Когда прошли недели, поиски не дали результатов, люди постепенно забывали о том, что произошло. Тоже понятно, у всех свои проблемы. Лишь родители пятерых как сквозь землю провалившихся пацанов пытались еще что-то сделать, но шло время, и все яснее становилась горькая истина: ничего у нас не выйдет. Придется жить дальше с чувством потери, с пустотой в сердце там, где раньше гнездилась любовь к своим детям.

Я, однако, не сдался.
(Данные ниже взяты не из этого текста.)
//! In-memory stock ledger store.
//!
//! Backs tests and single-process dev deployments. Per-item serialization is
//! a mutex per projection row, so appends for distinct items never contend;
//! the safety guarantee holds within one running instance only (multi-instance
//! deployments need the versioned storage backend instead).

use std::collections::HashMap;
use std::sync::{Arc, Mutex, MutexGuard, RwLock, TryLockError};
use std::time::{Duration, Instant};

use chrono::Utc;

use fishdock_core::{ExpectedVersion, ItemId};
use fishdock_ledger::{EntryDraft, LedgerEntry, Projection, StockStatus};

use crate::query::{LogPage, LogQuery, ProjectionFilter, StockTotals};
use crate::store::{check_draft, Committed, StockStore, StoreError};

const DEFAULT_LOCK_TIMEOUT: Duration = Duration::from_secs(5);

#[derive(Debug)]
pub struct InMemoryStockStore {
    rows: RwLock<HashMap<ItemId, Arc<Mutex<Projection>>>>,
    /// Global commit-ordered ledger; `seq` is the 1-based position here.
    log: RwLock<Vec<LedgerEntry>>,
    lock_timeout: Duration,
}

impl InMemoryStockStore {
    pub fn new() -> Self {
        Self::with_lock_timeout(DEFAULT_LOCK_TIMEOUT)
    }

    /// Bound on how long an append waits for the same item's serialization
    /// boundary before degrading to `Unavailable`.
    pub fn with_lock_timeout(lock_timeout: Duration) -> Self {
        Self {
            rows: RwLock::new(HashMap::new()),
            log: RwLock::new(Vec::new()),
            lock_timeout,
        }
    }

    fn row(&self, item_id: ItemId) -> Result<Arc<Mutex<Projection>>, StoreError> {
        let rows = self
            .rows
            .read()
            .map_err(|_| StoreError::Unavailable("projection map lock poisoned".to_string()))?;
        rows.get(&item_id).cloned().ok_or(StoreError::NotFound)
    }

    fn lock_row(
        row: &Mutex<Projection>,
        timeout: Duration,
    ) -> Result<MutexGuard<'_, Projection>, StoreError> {
        let deadline = Instant::now() + timeout;
        loop {
            match row.try_lock() {
                Ok(guard) => return Ok(guard),
                Err(TryLockError::Poisoned(_)) => {
                    return Err(StoreError::Unavailable(
                        "projection row lock poisoned".to_string(),
                    ));
                }
                Err(TryLockError::WouldBlock) => {
                    if Instant::now() >= deadline {
                        return Err(StoreError::Unavailable(format!(
                            "timed out after {timeout:?} waiting for the item's append boundary"
                        )));
                    }
                    std::thread::sleep(Duration::from_millis(1));
                }
            }
        }
    }
}

impl Default for InMemoryStockStore {
    fn default() -> Self {
        Self::new()
    }
}

impl StockStore for InMemoryStockStore {
    fn append(&self, draft: EntryDraft, expected: ExpectedVersion) -> Result<Committed, StoreError> {
        let row = self.row(draft.item_id)?;
        let mut projection = Self::lock_row(&row, self.lock_timeout)?;

        if !expected.matches(projection.version) {
            return Err(StoreError::Conflict(format!(
                "expected {expected:?}, found version {}",
                projection.version
            )));
        }
        if draft.quantity_before != projection.quantity {
            return Err(StoreError::Conflict(format!(
                "stale read: draft chains from {}, projection holds {}",
                draft.quantity_before, projection.quantity
            )));
        }
        check_draft(&draft)?;

        let status_after = draft.status_after;
        let mut log = self
            .log
            .write()
            .map_err(|_| StoreError::Unavailable("ledger lock poisoned".to_string()))?;

        // Both writes happen under the row lock; the seq is assigned at the
        // last possible moment so global commit order matches it.
        let seq = log.len() as u64 + 1;
        let entry = LedgerEntry::from_draft(draft, seq);
        log.push(entry.clone());

        projection.quantity = entry.quantity_after;
        projection.status = status_after;
        projection.version += 1;
        projection.updated_at = entry.created_at;

        Ok(Committed {
            entry,
            projection: projection.clone(),
        })
    }

    fn ensure_projection(
        &self,
        item_id: ItemId,
        initial_status: StockStatus,
    ) -> Result<Projection, StoreError> {
        // Fast path: the row usually exists already, and a read lock keeps
        // concurrent appliers on other items off the map's write lock.
        if let Some(row) = {
            let rows = self
                .rows
                .read()
                .map_err(|_| StoreError::Unavailable("projection map lock poisoned".to_string()))?;
            rows.get(&item_id).cloned()
        } {
            let projection = Self::lock_row(&row, self.lock_timeout)?;
            return Ok(projection.clone());
        }

        let mut rows = self
            .rows
            .write()
            .map_err(|_| StoreError::Unavailable("projection map lock poisoned".to_string()))?;
        let row = rows
            .entry(item_id)
            .or_insert_with(|| {
                Arc::new(Mutex::new(Projection::seed(item_id, initial_status, Utc::now())))
            })
            .clone();
        drop(rows);

        let projection = Self::lock_row(&row, self.lock_timeout)?;
        Ok(projection.clone())
    }

    fn read_projection(&self, item_id: ItemId) -> Result<Projection, StoreError> {
        let row = self.row(item_id)?;
        let projection = Self::lock_row(&row, self.lock_timeout)?;
        Ok(projection.clone())
    }

    fn list_projections(&self, filter: &ProjectionFilter) -> Result<Vec<Projection>, StoreError> {
        let rows = self
            .rows
            .read()
            .map_err(|_| StoreError::Unavailable("projection map lock poisoned".to_string()))?;
        let handles: Vec<_> = rows.values().cloned().collect();
        drop(rows);

        let mut out = Vec::new();
        for row in handles {
            let projection = Self::lock_row(&row, self.lock_timeout)?;
            if filter.matches(&projection) {
                out.push(projection.clone());
            }
        }
        out.sort_by_key(|p| *p.item_id.as_uuid());
        Ok(out)
    }

    fn read_log(&self, query: &LogQuery) -> Result<LogPage, StoreError> {
        let log = self
            .log
            .read()
            .map_err(|_| StoreError::Unavailable("ledger lock poisoned".to_string()))?;

        let limit = query.effective_limit();
        let mut entries = Vec::with_capacity(limit.min(log.len()));
        let mut exhausted = true;

        for entry in log.iter().rev() {
            if !query.matches(entry) {
                continue;
            }
            if entries.len() == limit {
                exhausted = false;
                break;
            }
            entries.push(entry.clone());
        }

        let next_cursor = if exhausted {
            None
        } else {
            entries.last().map(|e| crate::query::LogCursor(e.seq))
        };

        Ok(LogPage {
            entries,
            next_cursor,
        })
    }

    fn totals(&self) -> Result<StockTotals, StoreError> {
        let projections = self.list_projections(&ProjectionFilter::all())?;
        Ok(StockTotals {
            total_quantity: projections.iter().map(|p| p.quantity).sum(),
            distinct_item_count: projections.len() as u64,
        })
    }
}

#[cfg(test)]
mod tests {
    use super::*;
    use fishdock_core::{ActorId, EntryId};
    use fishdock_ledger::{classify, EntryKind};

    fn draft(item_id: ItemId, before: i64, change: i64, min_stock: i64) -> EntryDraft {
        let after = before + change;
        EntryDraft {
            entry_id: EntryId::new(),
            item_id,
            kind: if change >= 0 { EntryKind::Import } else { EntryKind::Sale },
            quantity_change: change,
            quantity_before: before,
            quantity_after: after,
            status_after: classify(after, min_stock),
            reference: None,
            note: None,
            loss_reason: None,
            actor_id: ActorId::new(),
            created_at: Utc::now(),
        }
    }

    fn seeded(store: &InMemoryStockStore) -> ItemId {
        let item_id = ItemId::new();
        store
            .ensure_projection(item_id, classify(0, 20))
            .unwrap();
        item_id
    }

    #[test]
    fn append_chains_quantities_and_bumps_version() {
        let store = InMemoryStockStore::new();
        let item_id = seeded(&store);

        let first = store
            .append(draft(item_id, 0, 100, 20), ExpectedVersion::Exact(0))
            .unwrap();
        assert_eq!(first.entry.seq, 1);
        assert_eq!(first.projection.quantity, 100);
        assert_eq!(first.projection.version, 1);

        let second = store
            .append(draft(item_id, 100, -30, 20), ExpectedVersion::Exact(1))
            .unwrap();
        assert_eq!(second.entry.quantity_before, 100);
        assert_eq!(second.entry.quantity_after, 70);
        assert_eq!(second.projection.version, 2);
    }

    #[test]
    fn stale_version_is_a_conflict_and_writes_nothing() {
        let store = InMemoryStockStore::new();
        let item_id = seeded(&store);
        store
            .append(draft(item_id, 0, 10, 20), ExpectedVersion::Exact(0))
            .unwrap();

        let err = store
            .append(draft(item_id, 0, 10, 20), ExpectedVersion::Exact(0))
            .unwrap_err();
        assert!(matches!(err, StoreError::Conflict(_)));

        assert_eq!(store.read_projection(item_id).unwrap().quantity, 10);
        assert_eq!(store.read_log(&LogQuery::for_item(item_id)).unwrap().entries.len(), 1);
    }

    #[test]
    fn negative_result_is_refused() {
        let store = InMemoryStockStore::new();
        let item_id = seeded(&store);

        let err = store
            .append(draft(item_id, 0, -5, 20), ExpectedVersion::Exact(0))
            .unwrap_err();
        assert!(matches!(err, StoreError::Conflict(_)));
        assert_eq!(store.read_projection(item_id).unwrap().quantity, 0);
    }

    #[test]
    fn unknown_item_is_not_found() {
        let store = InMemoryStockStore::new();
        assert!(matches!(
            store.read_projection(ItemId::new()),
            Err(StoreError::NotFound)
        ));
    }

    #[test]
    fn ensure_projection_is_idempotent() {
        let store = InMemoryStockStore::new();
        let item_id = ItemId::new();

        let first = store.ensure_projection(item_id, classify(0, 5)).unwrap();
        store
            .append(draft(item_id, 0, 3, 5), ExpectedVersion::Exact(0))
            .unwrap();
        let again = store.ensure_projection(item_id, classify(0, 5)).unwrap();

        assert_eq!(first.quantity, 0);
        assert_eq!(again.quantity, 3, "existing row is returned, not reseeded");
    }

    #[test]
    fn ensure_existing_row_preserves_status_and_version() {
        let store = InMemoryStockStore::new();
        let item_id = ItemId::new();
        store.ensure_projection(item_id, classify(0, 20)).unwrap();
        store
            .append(draft(item_id, 0, 50, 20), ExpectedVersion::Exact(0))
            .unwrap();

        let again = store.ensure_projection(item_id, classify(0, 20)).unwrap();
        assert_eq!(again.quantity, 50);
        assert_eq!(again.version, 1);
        assert_eq!(again.status, classify(50, 20));
    }

    #[test]
    fn log_pages_newest_first_with_cursor() {
        let store = InMemoryStockStore::new();
        let item_id = seeded(&store);
        for i in 0..5 {
            store
                .append(draft(item_id, i, 1, 20), ExpectedVersion::Exact(i as u64))
                .unwrap();
        }

        let page = store
            .read_log(&LogQuery::for_item(item_id).with_limit(2))
            .unwrap();
        let seqs: Vec<u64> = page.entries.iter().map(|e| e.seq).collect();
        assert_eq!(seqs, vec![5, 4]);
        let cursor = page.next_cursor.expect("more pages remain");

        let rest = store
            .read_log(&LogQuery::for_item(item_id).with_cursor(cursor).with_limit(10))
            .unwrap();
        let seqs: Vec<u64> = rest.entries.iter().map(|e| e.seq).collect();
        assert_eq!(seqs, vec![3, 2, 1]);
        assert!(rest.next_cursor.is_none());
    }

    #[test]
    fn kind_filter_narrows_the_log() {
        let store = InMemoryStockStore::new();
        let item_id = seeded(&store);
        store
            .append(draft(item_id, 0, 10, 20), ExpectedVersion::Exact(0))
            .unwrap();
        store
            .append(draft(item_id, 10, -4, 20), ExpectedVersion::Exact(1))
            .unwrap();

        let sales = store
            .read_log(&LogQuery::for_item(item_id).with_kind(EntryKind::Sale))
            .unwrap();
        assert_eq!(sales.entries.len(), 1);
        assert_eq!(sales.entries[0].quantity_change, -4);
    }

    #[test]
    fn totals_aggregate_across_items() {
        let store = InMemoryStockStore::new();
        let a = seeded(&store);
        let b = seeded(&store);
        store.append(draft(a, 0, 12, 20), ExpectedVersion::Exact(0)).unwrap();
        store.append(draft(b, 0, 30, 20), ExpectedVersion::Exact(0)).unwrap();

        let totals = store.totals().unwrap();
        assert_eq!(totals.total_quantity, 42);
        assert_eq!(totals.distinct_item_count, 2);
    }

    #[test]
    fn read_twice_with_no_writes_is_identical() {
        let store = InMemoryStockStore::new();
        let item_id = seeded(&store);
        store
            .append(draft(item_id, 0, 8, 20), ExpectedVersion::Exact(0))
            .unwrap();

        let q = LogQuery::for_item(item_id);
        assert_eq!(store.read_log(&q).unwrap(), store.read_log(&q).unwrap());
        assert_eq!(
            store.read_projection(item_id).unwrap(),
            store.read_projection(item_id).unwrap()
        );
    }
}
Была одна девчонка, Лизка ее звали. Сынок мой с ней гулял, хотя в его возрасте рановато еще о подобном думать. Ну, говорят, теперь дети быстрее взрослеют. Что в этой девятикласснице нашел мой Ленчик – не понимаю: тощая, белобрысая, глазенки слегка навыкате, как у рыбы. Конечно, если косметикой там – сям подмазать, то ничего, только пользоваться тушью и помадой Лизка не умела, малевала по лицу как придется, лишь бы погуще да поярче. Может, с возрастом поумнеет, и вообще, не об этом речь.

Я дождался ее после школы и предложил сесть в машину. Лизка пару раз мельком видела меня, знала, что я отец того парня, с которым она гуляет, и поэтому согласилась. Но вместо того, чтобы отвезти девчонку домой, как я обещал, мы поехали за город и поговорили там без лишних глаз и ушей. Не подумайте, ничего я с ней не делал, хотел только припугнуть. Так и вышло. Стоило мне объяснить, что вокруг никого нет, и хорошенько тряхнуть ее за остренькие костлявые плечи, как Лизка разревелась и начала рассказывать.

Сначала я подумал, что она либо бредит, либо пытается меня обмануть. Но упрямая малолетка стояла на своем, повторяя одно и то же – что Ленчик с товарищами за два дня до своего исчезновения сшибал деньги с пацанов у кинотеатра «Победа», чем занимался нередко. Но в тот вечер им встретился Толик Девяткин.

Как-то так вышло, что никто из них не знал самого известного художника в городе в лицо. Хотя городок наш, я еще раз напомню, невелик, но школ у нас побольше чем одна. А пацаны, промышляющие вечерами отниманием денег у своих более слабых сверстников, обычно знают в лицо не художников, а кинозвезд, популярных музыкантов и братву постарше.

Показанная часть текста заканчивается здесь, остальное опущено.